10. Johnson & Johnson
As the world’s largest health care company with women holding 40 percent of senior management posts, J&J proves that perks for women work. These include the Women’s Leadership Initiative, a network of chapters across that U.S. that works to promote women internally. A group of top-level female executives called the Executive Forum identifies and sponsors junior women for advancement. Wellness options include onsite gyms at many J&J locations, exercise reimbursement, health seminars, and flexible working arrangements. Mothers who give birth receive seventeen weeks of paid leave (in the U.S.), and there are generous perks for adoptive moms, too. Daycare is offered at many facilities.
11. Procter & Gamble
The international consumer products manufacturer tenaciously recruits and promotes women by rolling out some excellent perks. Women now make up over 30 percent of their senior executive leadership. Training and employee development top the list, supported by P&G’s many training programs, varied assignments, generous tuition reimbursement, and the Corporate Women’s Leadership Team (CWLT), a group that advances mentoring and sponsorship for potential female leaders. Flexible hours and work-from-home options are another area where P&G excels. All new moms can take up to one year of unpaid maternity leave, and employees may take up to three months of unpaid time off to pursue personal interests.

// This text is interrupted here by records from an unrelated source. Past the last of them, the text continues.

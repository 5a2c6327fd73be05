use std::path::{Path, PathBuf};
use std::sync::Arc;
use std::time::Duration;

use anyhow::{Context, anyhow};
use clap::{Parser, Subcommand};
use tokio::sync::mpsc;
use tokio::time::{Instant, MissedTickBehavior};
use tokio_util::sync::CancellationToken;
use tracing::{error, info, warn};
use tracing_subscriber::EnvFilter;

use realtime_bridge::config::{BridgeConfig, YamlConfig};
use realtime_bridge::core::audio::{AudioFrame, ChannelTrack, DEFAULT_PTIME_MS, i16_to_bytes};
use realtime_bridge::errors::BridgeResult;
use realtime_bridge::{BridgeEvent, BridgeEventKind, ModelSessionController};

/// Realtime audio bridge to a speech-to-speech model
#[derive(Parser, Debug)]
#[command(name = "realtime-bridge")]
#[command(version, about, long_about = None)]
struct Cli {
    /// Path to configuration file (YAML)
    #[arg(short = 'c', long = "config", value_name = "FILE")]
    config: Option<PathBuf>,

    /// Subcommand to run
    #[command(subcommand)]
    command: Commands,
}

#[derive(Subcommand, Debug)]
enum Commands {
    /// Stream a PCM16 WAV file to the model and record its spoken reply
    Run {
        /// Input WAV file (16-bit PCM)
        #[arg(short = 'i', long = "input", value_name = "WAV")]
        input: PathBuf,

        /// Where to write the model's audio
        #[arg(short = 'o', long = "output", value_name = "WAV")]
        output: PathBuf,

        /// How long to keep the session open
        #[arg(short = 'd', long = "duration-secs", default_value_t = 30)]
        duration_secs: u64,
    },

    /// Print the effective configuration and check it
    CheckConfig,
}

#[tokio::main]
async fn main() -> anyhow::Result<()> {
    // Load .env file if it exists (must be done before config loading)
    let _ = dotenvy::dotenv();

    tracing_subscriber::fmt()
        .with_env_filter(
            EnvFilter::try_from_default_env().unwrap_or_else(|_| EnvFilter::new("info")),
        )
        .init();

    // Must be installed before any TLS connection is attempted
    rustls::crypto::ring::default_provider()
        .install_default()
        .map_err(|_| anyhow!("Failed to install default crypto provider"))?;

    let cli = Cli::parse();

    match cli.command {
        Commands::CheckConfig => check_config(cli.config.as_deref()),
        Commands::Run {
            input,
            output,
            duration_secs,
        } => {
            let config = match cli.config {
                Some(path) => {
                    info!("Loading configuration from {}", path.display());
                    BridgeConfig::from_file(&path)?
                }
                None => {
                    let config = BridgeConfig::from_env();
                    config.validate()?;
                    config
                }
            };
            run(config, &input, &output, Duration::from_secs(duration_secs)).await
        }
    }
}

fn check_config(path: Option<&Path>) -> anyhow::Result<()> {
    let mut config = BridgeConfig::from_env();
    if let Some(path) = path {
        let yaml = YamlConfig::from_file(path).map_err(|e| anyhow!(e))?;
        config.merge_yaml(yaml);
    }

    println!("{}", config.to_yaml()?);
    match config.validate() {
        Ok(()) => {
            println!("Configuration is valid");
            Ok(())
        }
        Err(e) => Err(anyhow!("Configuration is invalid: {e}")),
    }
}

async fn run(
    config: BridgeConfig,
    input: &Path,
    output: &Path,
    duration: Duration,
) -> anyhow::Result<()> {
    let reader = hound::WavReader::open(input)
        .with_context(|| format!("Failed to open {}", input.display()))?;
    let format = reader.spec();
    if format.bits_per_sample != 16 || format.sample_format != hound::SampleFormat::Int {
        anyhow::bail!(
            "{} must be 16-bit PCM, found {}-bit {:?}",
            input.display(),
            format.bits_per_sample,
            format.sample_format
        );
    }
    let samples = reader
        .into_samples::<i16>()
        .collect::<Result<Vec<_>, _>>()
        .with_context(|| format!("Failed to read samples from {}", input.display()))?;
    info!(
        sample_rate = format.sample_rate,
        channels = format.channels,
        seconds = samples.len() as f64 / (format.sample_rate as f64 * format.channels as f64),
        "input loaded"
    );

    let playback = config.playback;
    let controller = build_controller(config);
    subscribe_logging(&controller);

    let (track, frames) = ChannelTrack::new(64);
    controller.conversation().add_track("input", Arc::new(track))?;
    controller.connect().await?;

    let cancel = CancellationToken::new();
    let feeder = tokio::spawn(feed_track(
        samples,
        format.sample_rate,
        format.channels,
        frames,
        cancel.clone(),
    ));

    let mut writer = hound::WavWriter::create(
        output,
        hound::WavSpec {
            channels: playback.channels,
            sample_rate: playback.sample_rate,
            bits_per_sample: 16,
            sample_format: hound::SampleFormat::Int,
        },
    )
    .with_context(|| format!("Failed to create {}", output.display()))?;

    let mut source = controller.playback_source();
    let deadline = Instant::now() + duration;
    let mut written = 0usize;
    loop {
        let frame = tokio::select! {
            _ = tokio::time::sleep_until(deadline) => break,
            _ = tokio::signal::ctrl_c() => {
                info!("Interrupted");
                break;
            }
            frame = source.recv() => frame,
        };
        let Some(frame) = frame else {
            warn!(
                reason = %controller.last_error().unwrap_or_default(),
                "playback ended early"
            );
            break;
        };
        for sample in frame.to_i16()? {
            writer.write_sample(sample)?;
        }
        written += frame.samples();
    }

    cancel.cancel();
    let _ = feeder.await;
    controller.close().await;
    writer.finalize()?;

    info!(
        samples = written,
        seconds = written as f64 / playback.sample_rate as f64,
        "Wrote {}",
        output.display()
    );
    Ok(())
}

#[cfg(feature = "hq-resampling")]
fn build_controller(config: BridgeConfig) -> ModelSessionController {
    use realtime_bridge::ConversationSession;
    use realtime_bridge::core::audio::{AudioFormat, AudioResampler, FftConverter};

    let target = AudioFormat::mono(config.session.input_audio_format.sample_rate());
    let resampler = AudioResampler::with_converter(Box::new(FftConverter::new(target)));
    let conversation =
        ConversationSession::with_resampler(uuid::Uuid::new_v4().to_string(), resampler);
    ModelSessionController::with_conversation(config, Arc::new(conversation))
}

#[cfg(not(feature = "hq-resampling"))]
fn build_controller(config: BridgeConfig) -> ModelSessionController {
    ModelSessionController::new(config)
}

fn subscribe_logging(controller: &ModelSessionController) {
    controller.subscribe(BridgeEventKind::TurnChanged, |event| {
        if let BridgeEvent::TurnChanged { from, to } = event {
            info!(%from, %to, "turn");
        }
        Ok(())
    });
    controller.subscribe(BridgeEventKind::Transcript, |event| {
        if let BridgeEvent::Transcript(transcript) = event {
            if transcript.is_final {
                info!(role = %transcript.role, "{}", transcript.text);
            }
        }
        Ok(())
    });
    controller.subscribe(BridgeEventKind::ApiError, |event| {
        if let BridgeEvent::ApiError(api_error) = event {
            warn!(error = %api_error, "model reported an error");
        }
        Ok(())
    });
    controller.subscribe(BridgeEventKind::Failed, |event| {
        if let BridgeEvent::Failed { reason } = event {
            error!(%reason, "session failed");
        }
        Ok(())
    });
}

/// Feed `samples` into the track in real time, then keep sending silence so
/// server-side turn detection can close the user's turn.
async fn feed_track(
    samples: Vec<i16>,
    sample_rate: u32,
    channels: u16,
    frames: mpsc::Sender<BridgeResult<AudioFrame>>,
    cancel: CancellationToken,
) {
    let frame_len = (sample_rate * DEFAULT_PTIME_MS / 1000) as usize * channels as usize;
    let mut ticker = tokio::time::interval(Duration::from_millis(DEFAULT_PTIME_MS as u64));
    ticker.set_missed_tick_behavior(MissedTickBehavior::Delay);

    let mut chunks = samples.chunks(frame_len.max(1));
    loop {
        tokio::select! {
            _ = cancel.cancelled() => break,
            _ = ticker.tick() => {}
        }
        let frame = match chunks.next() {
            Some(chunk) => AudioFrame::new(i16_to_bytes(chunk), sample_rate, channels),
            None => Ok(AudioFrame::silence(
                frame_len / channels.max(1) as usize,
                sample_rate,
                channels,
            )),
        };
        if frames.send(frame).await.is_err() {
            break;
        }
    }
}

Some perks may seem extravagant, but companies aren’t dumb. They study employee retention matrices carefully and know that female-friendly benefits attract talent and keep it at home. This is especially true for women in tech and engineering companies, where fewer female graduates in technical degree areas mean fewer qualified women entering the workforce. As companies continue to compete for the best women candidates, they’ll be laying down even more lavish incentives –watch for it.